More than half the people in the United States are breathing air that could be threatening their health, according to the American Lung Association. The private health group has just released (April 27) its 12th annual State of the Air report, which ranks the quality of the air in U.S. cities and counties in terms of the most common types of air pollution.  

The 2011 State of the Air report says 53.3% of the U.S. population - more than 165 million people - suffer pollution levels that the report describes as " too often dangerous to breathe.” Janice Nolen, an assistant vice president at the American Lung Association, says the nation's air pollution has many sources.

“Driving down the highway, turning on the electricity contribute to some of the pollution sources because of the burning combustion, burning coal, burning gasoline or the diesel that is delivering food to our grocery store," she said.

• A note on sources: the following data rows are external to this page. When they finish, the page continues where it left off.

//! Copyright © 2025-2026 Wenze Wei. All Rights Reserved.
//!
//! This file is part of multiplug.
//! The multiplug project belongs to the Dunimd Team.
//!
//! Licensed under the Apache License, Version 2.0 (the "License");
//! You may not use this file except in compliance with the License.
//! You may obtain a copy of the License at
//!
//!     http://www.apache.org/licenses/LICENSE-2.0
//!
//! Unless required by applicable law or agreed to in writing, software
//! distributed under the License is distributed on an "AS IS" BASIS,
//! WITHOUT WARRANTIES OR CONDITIONS OF ANY KIND, either express or implied.
//! See the License for the specific language governing permissions and
//! limitations under the License.

use std::time::{SystemTime, UNIX_EPOCH};

use serde_json::{json, Map, Value};

/// A log event as seen by the handlers.
#[derive(Clone, Debug)]
pub struct MpLogRecord {
    pub level: ::log::Level,
    pub target: String,
    pub message: String,
    pub timestamp: SystemTime,
}

impl MpLogRecord {
    pub fn from_log(record: &::log::Record<'_>) -> Self {
        MpLogRecord {
            level: record.level(),
            target: record.target().to_string(),
            message: record.args().to_string(),
            timestamp: SystemTime::now(),
        }
    }

    pub fn timestamp_ms(&self) -> u128 {
        self.timestamp
            .duration_since(UNIX_EPOCH)
            .unwrap_or_default()
            .as_millis()
    }

    pub fn to_json(&self) -> Value {
        let mut data = Map::new();
        data.insert("level".into(), json!(self.level.as_str()));
        data.insert("target".into(), json!(self.target));
        data.insert("message".into(), json!(self.message));
        data.insert("timestamp_ms".into(), json!(self.timestamp_ms()));
        Value::Object(data)
    }
}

The survey lists 25 major metropolitan areas with the worst air quality.  Most of the cities on this so-called  "black-list" are in the western state of California.

“They have a lot of people driving their cars.  They have a lot of (sea)ports with emissions from the barges and the trucks and the ocean vessels are contributing to that.  But they also have geography that keeps the pollution right where it sits, rather than letting it blow to other parts of the country," said Nolen.

The city of Honolulu in Hawaii, and Santa Fe in New Mexico, topped the list of cities with the cleanest air.

The survey's air-quality rankings measured and compared levels of ozone and particulates, the two most common types of air pollution.

Ozone is an invisible reactive gas found up in the upper atmosphere that shields the earth from much of the sun’s damaging ultraviolet radiation.  But at ground level, where we can breathe it, ozone is harmful.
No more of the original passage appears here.